ECLI:NL:RBAMS:2015:2320

Rechtbank Amsterdam

Datum uitspraak
23 april 2015
Publicatiedatum
23 april 2015
Zaaknummer
AWB - 14 _ 3807
Instantie
Rechtbank Amsterdam
Type
Uitspraak
Rechtsgebied
Bestuursrecht
Procedures
  • Eerste aanleg - meervoudig
Vindplaatsen
  • Rechtspraak.nl
AI samenvatting door LexboostAutomatisch gegenereerd

Omgevingsvergunning voor mobiele telefonie op daken in Amsterdam

In deze zaak heeft de Rechtbank Amsterdam op 23 april 2015 uitspraak gedaan over de omgevingsvergunning voor het plaatsen van apparatuur ten behoeve van mobiele telefonie op daken van panden in Amsterdam. De vergunninghouder, T-Mobile Netherlands B.V., had op 20 juni 2013 een omgevingsvergunning aangevraagd, waarbij werd afgeweken van het bestemmingsplan vanwege overschrijding van de maximale bouwhoogte. De rechtbank oordeelde dat de verweerder, het algemeen bestuur van de bestuurscommissie Centrum van de gemeente Amsterdam, voldoende gemotiveerd had waarom het belang van de aanleg van antennes zwaarder weegt dan de belangen van omwonenden bij het behoud van het bestaande daklandschap. De rechtbank stelde vast dat de welstandadviezen geen gebreken vertoonden en dat er onvoldoende wetenschappelijk bewijs was dat de vergunning geweigerd moest worden ter voorkoming van gezondheidsklachten voor omwonenden. De beroepen van de eisers werden ongegrond verklaard.
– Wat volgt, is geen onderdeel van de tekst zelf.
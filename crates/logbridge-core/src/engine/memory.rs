//! In-memory hierarchical engine
//!
//! The default engine for tests: records are captured to a buffer
//! together with a snapshot of the caller-location context keys taken
//! at emission time, so assertions can observe exactly what an output
//! layer would have seen.

use std::error::Error;
use std::sync::Arc;

use parking_lot::Mutex;

use super::hierarchy::{Hierarchy, Sink};
use super::traits::{DiagnosticContext, Engine, EngineLogger};
use crate::context::{FILE_NAME_KEY, LINE_NUMBER_KEY, METHOD_NAME_KEY};
use crate::level::EngineLevel;

/// One record captured by [`MemoryEngine`]
#[derive(Debug, Clone)]
pub struct LogRecord {
    /// Fully-qualified name of the emitting logger
    pub logger: String,
    /// Engine level the record was emitted at
    pub level: EngineLevel,
    /// Rendered message text
    pub message: String,
    /// Rendered associated error, if one accompanied the record
    pub error: Option<String>,
    /// `fileName` context binding at emission time
    pub file_name: Option<String>,
    /// `lineNumber` context binding at emission time
    pub line_number: Option<String>,
    /// `methodName` context binding at emission time
    pub method_name: Option<String>,
}

struct RecordSink {
    records: Arc<Mutex<Vec<LogRecord>>>,
}

impl Sink for RecordSink {
    fn emit(
        &self,
        logger: &str,
        level: EngineLevel,
        text: &str,
        error: Option<&(dyn Error + 'static)>,
        context: &dyn DiagnosticContext,
    ) {
        self.records.lock().push(LogRecord {
            logger: logger.to_string(),
            level,
            message: text.to_string(),
            error: error.map(|e| e.to_string()),
            file_name: context.get(FILE_NAME_KEY),
            line_number: context.get(LINE_NUMBER_KEY),
            method_name: context.get(METHOD_NAME_KEY),
        });
    }
}

/// Hierarchical engine that captures records in memory
pub struct MemoryEngine {
    hierarchy: Arc<Hierarchy>,
    records: Arc<Mutex<Vec<LogRecord>>>,
}

impl MemoryEngine {
    /// Create an empty engine; the hierarchy root starts at `Debug`
    pub fn new() -> Self {
        let records = Arc::new(Mutex::new(Vec::new()));
        Self {
            hierarchy: Hierarchy::new(Box::new(RecordSink {
                records: records.clone(),
            })),
            records,
        }
    }

    /// Snapshot of everything emitted so far
    pub fn records(&self) -> Vec<LogRecord> {
        self.records.lock().clone()
    }

    /// Drop all captured records
    pub fn clear(&self) {
        self.records.lock().clear();
    }
}

impl Default for MemoryEngine {
    fn default() -> Self {
        Self::new()
    }
}

impl Engine for MemoryEngine {
    fn logger(&self, name: &str) -> Arc<dyn EngineLogger> {
        Hierarchy::handle(&self.hierarchy, name)
    }

    fn diagnostic_context(&self) -> Arc<dyn DiagnosticContext> {
        self.hierarchy.mdc()
    }
}

#[cfg(test)]
mod tests {
    use super::*;

    #[test]
    fn test_records_are_captured() {
        let engine = MemoryEngine::new();
        let logger = engine.logger("app.db");

        logger.log(EngineLevel::Info, "connected", None);

        let records = engine.records();
        assert_eq!(records.len(), 1);
        assert_eq!(records[0].logger, "app.db");
        assert_eq!(records[0].level, EngineLevel::Info);
        assert_eq!(records[0].message, "connected");
        assert_eq!(records[0].error, None);
    }

    #[test]
    fn test_log_ignores_threshold() {
        let engine = MemoryEngine::new();
        let logger = engine.logger("app");
        logger.set_level(EngineLevel::Off);

        // gating is the caller's job; the engine emits what it is handed
        logger.log(EngineLevel::Debug, "still recorded", None);

        assert_eq!(engine.records().len(), 1);
    }

    #[test]
    fn test_error_is_rendered() {
        let engine = MemoryEngine::new();
        let logger = engine.logger("app");
        let failure = std::io::Error::new(std::io::ErrorKind::Other, "disk full");

        logger.log(EngineLevel::Error, "write failed", Some(&failure));

        let records = engine.records();
        assert_eq!(records[0].error.as_deref(), Some("disk full"));
    }

    #[test]
    fn test_context_snapshot_at_emission() {
        let engine = MemoryEngine::new();
        let context = engine.diagnostic_context();
        let logger = engine.logger("app");

        context.put(FILE_NAME_KEY, "main.rs");
        context.put(LINE_NUMBER_KEY, "7");
        logger.log(EngineLevel::Info, "hello", None);
        context.remove(FILE_NAME_KEY);
        context.remove(LINE_NUMBER_KEY);

        let records = engine.records();
        assert_eq!(records[0].file_name.as_deref(), Some("main.rs"));
        assert_eq!(records[0].line_number.as_deref(), Some("7"));
        assert_eq!(records[0].method_name, None);
    }

    #[test]
    fn test_clear() {
        let engine = MemoryEngine::new();
        engine.logger("app").log(EngineLevel::Info, "one", None);
        engine.clear();
        assert!(engine.records().is_empty());
    }
}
De rechtbank merkte de eisers aan als belanghebbenden en behandelde hun argumenten over de publicatie van het besluit en de belangenafweging. De rechtbank concludeerde dat de eisers niet geschaad waren door de publicatie en dat de belangenafweging door de verweerder adequaat was. De rechtbank oordeelde dat de plaatsing van de antennes niet in strijd was met het bestemmingsplan, en dat de adviezen van de welstandscommissie voldoende waren onderbouwd. De rechtbank verwierp ook de argumenten van eisers over de gezondheidsrisico's van elektromagnetische straling, aangezien de geldende grenswaarden niet werden overschreden en er geen wetenschappelijk bewijs was voor een oorzakelijk verband met gezondheidsklachten. De rechtbank verklaarde de beroepen ongegrond en zag geen aanleiding voor proceskostenveroordeling of vergoeding van griffierecht.

Uitspraak

RECHTBANK AMSTERDAM

Bestuursrecht
zaaknummers: AMS 14/3929 en AMS 14/3807

uitspraak van de meervoudige kamer van 23 april 2015 in de zaken tussen

in de zaak met nummer AMS 14/3929:
[eisers],te [woonplaats],
eisers, hierna [eisers]
(gemachtigde: S. van der Linden)
en
in de zaak met nummer AMS 14/3807:
J. [eiser],te [woonplaats], eiser, hierna: [eiser]
(gemachtigde: mr. M.O. Claassen),
en
het algemeen bestuur van de bestuurscommissie Centrum van de gemeente Amsterdam,verweerder
(gemachtigde: mr. C.L. Brinks).
[eisers] en [eiser] worden hierna gezamenlijk aangeduid als eisers.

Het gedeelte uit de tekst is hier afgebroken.